Então, passamos de um excesso que estava no pequeno mundo burguês para um generalizado. É algo para se observar como a internet e as redes sociais nunca param de mostrar dezenas de fotos sobre o que as pessoas comem, compram e onde estão.
Antes, o kitsch estava muito separado do resto, mas, hoje, mesmo as áreas que não eram kitsch florescem com ele. O luxo, por exemplo, a marca Gucci, Trump e sua torre de novo rico; inclusive, o design também se tornou kitsch. Áreas que antes não estavam nisso, incorporaram o kitsch com sua lógica própria. O excesso foi ganhando cada vez mais setores de nosso mundo.
Você diz que a civilização do excesso é também a do estresse, da falta de qualidade de vida, da ausência de sentido. Por que estamos assim?
Estamos na era da ansiedade e da insegurança, uma insegurança generalizada. Hoje, temos medo da mudança climática, da globalização, da migração descontrolada. Na vida privada, não há estabilidade, há divórcios, separações.
Estamos obcecados com a qualidade da nossa alimentação. Estamos lendo o tempo todo informações alarmistas sobre os alimentos, o ar que respiramos, estamos obcecados com a dimensão da ameaça sobre as nossas vidas.
Nos anos 1960, só falávamos de sexo! Falávamos de libertação, não de saúde, nem de poluição. A atmosfera mudou, estamos em estado de ansiedade, de medo, de mal-estar, porque somos bombardeados por informações, mas também porque o modo de regulação tradicional não funciona mais.
Não se trata de dizer que antes as pessoas eram felizes, isso é um absurdo, mas, hoje, em uma sociedade hiperindividualista, tudo recai sobre as nossas costas, o que nos impulsiona a sermos autossuficientes e a buscarmos o bem-estar total. Isso tem como contrapartida um mal-estar permanente.

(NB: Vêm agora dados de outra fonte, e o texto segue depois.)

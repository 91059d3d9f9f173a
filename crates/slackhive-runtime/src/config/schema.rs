//! Configuration schema definitions.

use std::collections::HashMap;
use std::path::PathBuf;
use std::time::Duration;

use serde::{Deserialize, Serialize};

use slackhive_core::payload::DEFAULT_BOT_NAME;
use slackhive_core::{PostOptions, RetryConfig, StreamConfig, WebApiConfig};
use slackhive_framework::DeliveryConfig;
use slackhive_framework::DispatchConfig;
use slackhive_framework::dispatcher::{CHANNEL_REFRESH_TYPES, USER_REFRESH_TYPES};

/// Root configuration structure.
#[derive(Debug, Clone, Serialize, Deserialize, Default)]
pub struct HiveConfig {
    /// Logging settings.
    #[serde(default)]
    pub logging: LoggingConfig,

    /// Web API credentials and endpoint.
    #[serde(default)]
    pub slack: SlackConfig,

    /// Streaming connection settings.
    #[serde(default)]
    pub stream: StreamSettings,

    /// Dispatch engine settings.
    #[serde(default)]
    pub dispatch: DispatchSettings,

    /// Bot identity and post defaults.
    #[serde(default)]
    pub bot: BotSettings,

    /// Channel subscription criteria. Empty subscribes to every channel.
    #[serde(default)]
    pub channels: Vec<String>,

    /// One-time callback endpoint. Disabled when absent.
    #[serde(default)]
    pub callback: Option<CallbackSettings>,
}

// =============================================================================
// Logging
// =============================================================================

/// Log verbosity.
#[derive(Debug, Clone, Copy, PartialEq, Eq, Default, Serialize, Deserialize)]
#[serde(rename_all = "lowercase")]
pub enum LogLevel {
    Trace,
    Debug,
    #[default]
    Info,
    Warn,
    Error,
}

impl LogLevel {
    pub fn as_str(&self) -> &'static str {
        match self {
            Self::Trace => "trace",
            Self::Debug => "debug",
            Self::Info => "info",
            Self::Warn => "warn",
            Self::Error => "error",
        }
    }

    pub fn to_tracing_level(self) -> tracing::Level {
        match self {
            Self::Trace => tracing::Level::TRACE,
            Self::Debug => tracing::Level::DEBUG,
            Self::Info => tracing::Level::INFO,
            Self::Warn => tracing::Level::WARN,
            Self::Error => tracing::Level::ERROR,
        }
    }
}

impl std::fmt::Display for LogLevel {
    fn fmt(&self, f: &mut std::fmt::Formatter<'_>) -> std::fmt::Result {
        f.write_str(self.as_str())
    }
}

/// Log line format.
#[derive(Debug, Clone, Copy, PartialEq, Eq, Default, Serialize, Deserialize)]
#[serde(rename_all = "lowercase")]
pub enum LogFormat {
    #[default]
    Compact,
    Full,
    Pretty,
    /// Requires the `json-log` feature; falls back to compact otherwise.
    Json,
}

/// Log destination.
#[derive(Debug, Clone, Copy, PartialEq, Eq, Default, Serialize, Deserialize)]
#[serde(rename_all = "lowercase")]
pub enum LogOutput {
    #[default]
    Stdout,
    Stderr,
    File,
}

/// Log file rotation.
#[derive(Debug, Clone, Copy, PartialEq, Eq, Default, Serialize, Deserialize)]
#[serde(rename_all = "lowercase")]
pub enum LogRotation {
    #[default]
    Never,
    Hourly,
    Daily,
}

/// Which span lifecycle events are logged.
#[derive(Debug, Clone, Copy, PartialEq, Eq, Default, Serialize, Deserialize)]
#[serde(default)]
pub struct SpanEventConfig {
    pub new: bool,
    pub enter: bool,
    pub exit: bool,
    pub close: bool,
}

impl SpanEventConfig {
    pub const NONE: Self = Self {
        new: false,
        enter: false,
        exit: false,
        close: false,
    };

    /// Creation and close, which carries the span's busy/idle time.
    pub const LIFECYCLE: Self = Self {
        new: true,
        close: true,
        ..Self::NONE
    };

    pub const ALL: Self = Self {
        new: true,
        enter: true,
        exit: true,
        close: true,
    };
}

/// Logging configuration.
#[derive(Debug, Clone, Serialize, Deserialize)]
#[serde(default)]
pub struct LoggingConfig {
    pub level: LogLevel,
    pub format: LogFormat,
    pub output: LogOutput,
    /// Log file, required when `output = "file"`.
    pub file_path: Option<PathBuf>,
    pub rotation: LogRotation,
    pub span_events: SpanEventConfig,
    pub thread_ids: bool,
    /// Include file names and line numbers.
    pub file_location: bool,
    /// Per-module levels, e.g. `slackhive_transport = "debug"`.
    pub filters: HashMap<String, LogLevel>,
}

impl Default for LoggingConfig {
    fn default() -> Self {
        Self {
            level: LogLevel::Info,
            format: LogFormat::Compact,
            output: LogOutput::Stdout,
            file_path: None,
            rotation: LogRotation::Never,
            span_events: SpanEventConfig::default(),
            thread_ids: false,
            file_location: false,
            filters: HashMap::new(),
        }
    }
}

// =============================================================================
// Slack
// =============================================================================

/// Web API settings.
#[derive(Debug, Clone, Serialize, Deserialize)]
#[serde(default)]
pub struct SlackConfig {
    /// Bearer token. Falls back to `SLACK_TOKEN` when unset.
    pub token: Option<String>,
    pub api_url: String,
    /// Per-request timeout in milliseconds.
    pub timeout_ms: u64,
}

impl Default for SlackConfig {
    fn default() -> Self {
        Self {
            token: None,
            api_url: "https://slack.com/api".to_string(),
            timeout_ms: 30_000,
        }
    }
}

impl SlackConfig {
    /// The configured token, ignoring empty strings.
    pub fn token(&self) -> Option<&str> {
        self.token.as_deref().filter(|t| !t.trim().is_empty())
    }

    pub fn to_web_api_config(&self) -> WebApiConfig {
        let config =
            WebApiConfig::new(self.api_url.clone()).with_timeout(Duration::from_millis(self.timeout_ms));
        match self.token() {
            Some(token) => config.with_token(token),
            None => config,
        }
    }
}

// =============================================================================
// Stream
// =============================================================================

/// Backoff settings.
#[derive(Debug, Clone, Serialize, Deserialize)]
#[serde(default)]
pub struct RetrySettings {
    pub initial_delay_ms: u64,
    pub max_delay_ms: u64,
    pub multiplier: f64,
    /// Consecutive attempts before giving up. Unlimited when absent.
    pub max_retries: Option<u32>,
}

impl Default for RetrySettings {
    fn default() -> Self {
        Self {
            initial_delay_ms: 500,
            max_delay_ms: 30_000,
            multiplier: 2.0,
            max_retries: None,
        }
    }
}

impl RetrySettings {
    pub fn to_retry_config(&self) -> RetryConfig {
        RetryConfig {
            initial_delay: Duration::from_millis(self.initial_delay_ms),
            max_delay: Duration::from_millis(self.max_delay_ms),
            multiplier: self.multiplier,
            max_retries: self.max_retries,
        }
    }
}

/// Streaming connection settings. The endpoint itself is obtained at startup.
#[derive(Debug, Clone, Serialize, Deserialize)]
#[serde(default)]
pub struct StreamSettings {
    pub auto_reconnect: bool,
    /// Seconds allowed for one connection handshake.
    pub connect_timeout_secs: u64,
    /// Idle seconds before a keepalive ping.
    pub keepalive_secs: u64,
    /// Seconds `start` waits for the connection to open. 0 does not wait.
    pub open_wait_secs: u64,
    pub poll_interval_ms: u64,
    pub retry: RetrySettings,
}

impl Default for StreamSettings {
    fn default() -> Self {
        Self {
            auto_reconnect: true,
            connect_timeout_secs: 10,
            keepalive_secs: 15,
            open_wait_secs: 15,
            poll_interval_ms: 10,
            retry: RetrySettings::default(),
        }
    }
}

impl StreamSettings {
    pub fn to_stream_config(&self, url: impl Into<String>) -> StreamConfig {
        let open_wait = (self.open_wait_secs > 0).then(|| Duration::from_secs(self.open_wait_secs));
        StreamConfig {
            url: url.into(),
            connect_timeout: Duration::from_secs(self.connect_timeout_secs),
            auto_reconnect: self.auto_reconnect,
            keepalive_threshold: Duration::from_secs(self.keepalive_secs),
            open_wait_timeout: open_wait,
            poll_interval: Duration::from_millis(self.poll_interval_ms),
            retry: self.retry.to_retry_config(),
        }
    }
}

// =============================================================================
// Dispatch
// =============================================================================

/// Dispatch engine settings.
#[derive(Debug, Clone, Serialize, Deserialize)]
#[serde(default)]
pub struct DispatchSettings {
    /// Global ceiling on concurrently running handler workers.
    pub max_workers: usize,
    pub tick_ms: u64,
    pub ignored_subtypes: Vec<String>,
    pub user_refresh_types: Vec<String>,
    pub channel_refresh_types: Vec<String>,
    /// Web API post retries before a reply is dropped.
    pub post_retries: u32,
}

impl Default for DispatchSettings {
    fn default() -> Self {
        Self {
            max_workers: 50,
            tick_ms: 1,
            ignored_subtypes: vec!["bot_message".to_string()],
            user_refresh_types: USER_REFRESH_TYPES.iter().map(|s| s.to_string()).collect(),
            channel_refresh_types: CHANNEL_REFRESH_TYPES.iter().map(|s| s.to_string()).collect(),
            post_retries: 3,
        }
    }
}

impl DispatchSettings {
    pub fn to_dispatch_config(&self, post_defaults: PostOptions) -> DispatchConfig {
        DispatchConfig {
            max_workers: self.max_workers,
            tick: Duration::from_millis(self.tick_ms),
            ignored_subtypes: self.ignored_subtypes.clone(),
            user_refresh_types: self.user_refresh_types.clone(),
            channel_refresh_types: self.channel_refresh_types.clone(),
            post_defaults,
        }
    }

    pub fn to_delivery_config(&self, retry: &RetrySettings) -> DeliveryConfig {
        DeliveryConfig {
            post_retries: self.post_retries,
            retry: retry.to_retry_config(),
        }
    }
}

// =============================================================================
// Bot
// =============================================================================

/// Bot identity.
#[derive(Debug, Clone, Serialize, Deserialize)]
#[serde(default)]
pub struct BotSettings {
    /// Display name, used as the default `username` of every post.
    pub name: String,
    /// Extra post fields layered over the built-in defaults.
    pub post: PostOptions,
}

impl Default for BotSettings {
    fn default() -> Self {
        Self {
            name: DEFAULT_BOT_NAME.to_string(),
            post: PostOptions::new(),
        }
    }
}

impl BotSettings {
    /// Built-in defaults for `name`, overlaid with `post`.
    pub fn post_defaults(&self) -> PostOptions {
        let mut defaults = PostOptions::defaults(&self.name);
        defaults.extend(&self.post);
        defaults
    }
}

// =============================================================================
// Callback endpoint
// =============================================================================

/// One-time callback URL endpoint.
#[derive(Debug, Clone, Serialize, Deserialize)]
#[serde(default)]
pub struct CallbackSettings {
    pub host: String,
    /// 0 picks a free port.
    pub port: u16,
    pub path: String,
    /// Externally reachable base URL, if different from the bound address.
    pub public_url: Option<String>,
}

impl Default for CallbackSettings {
    fn default() -> Self {
        Self {
            host: "127.0.0.1".to_string(),
            port: 0,
            path: "/hive".to_string(),
            public_url: None,
        }
    }
}

#[cfg(feature = "http-server")]
impl CallbackSettings {
    pub fn to_server_config(&self) -> slackhive_transport::CallbackServerConfig {
        slackhive_transport::CallbackServerConfig {
            host: self.host.clone(),
            port: self.port,
            path: self.path.clone(),
            public_url: self.public_url.clone(),
        }
    }
}
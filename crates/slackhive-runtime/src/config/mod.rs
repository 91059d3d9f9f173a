//! Configuration module for the slackhive runtime.
//!
//! Layered figment loading of [`HiveConfig`] plus validation.

pub mod error;
pub mod loader;
pub mod schema;
pub mod validation;

pub use error::{ConfigError, ConfigResult};
pub use loader::{ConfigLoader, Profile};
pub use schema::{
    BotSettings, CallbackSettings, DispatchSettings, HiveConfig, LogFormat, LogLevel, LogOutput,
    LogRotation, LoggingConfig, RetrySettings, SlackConfig, SpanEventConfig, StreamSettings,
};
pub use validation::{parse_channel_criteria, validate_config};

Qual é a solução? Você falou de uma ética da sobriedade...
Penso que é necessário (ter) uma sociedade de “menos”, a ética da sobriedade é uma de “menos”. É necessária. Consumimos muito, acumulamos muito: não há necessidade de trocar de celular a cada dois anos!
Hoje, sabemos que é preciso economizar energia, poluir menos, reciclar os materiais. É preciso adotar medidas sensatas. Contudo, quero dizer que não é pela diminuição que encontraremos a solução. Não está certo comer tanta carne, claro, é preciso usar mais a bicicleta do que o carro, muito bem, mas tem milhares de pessoas que querem ter um carro no mundo hoje...
A solução não é dizer às pessoas que isso está errado, não é pela moral que chegaremos a uma solução. Ela passa pela tomada de consciência do Estado e o poder público de que devem fazer investimentos consideráveis para a transição energética, as energias renováveis, a economia circular.
As empresas devem mudar sua forma de produzir. É preciso inventar o novo modo de produção; é preciso ter o avião a hidrogênio, carros que não só consumam menos gasolina, mas elétricos.
São investimentos consideráveis e é necessário mobilizar toda uma sociedade, os laboratórios, os pesquisadores, o estado, não apenas o consumidor. Hoje, há uma tendência a este último.
Por quê?
Para que as pessoas entendam que a culpa é delas, que devem prestar atenção em tudo. Contudo, não está à altura do problema planetário! Hoje, os chineses usam cada vez mais usinas a carvão. A bicicleta é boa, mas não é a solução. Este é um problema global, que passa pela reestruturação das nossas economias: passar da energia fóssil à energia renovável. Sem isso, não há solução.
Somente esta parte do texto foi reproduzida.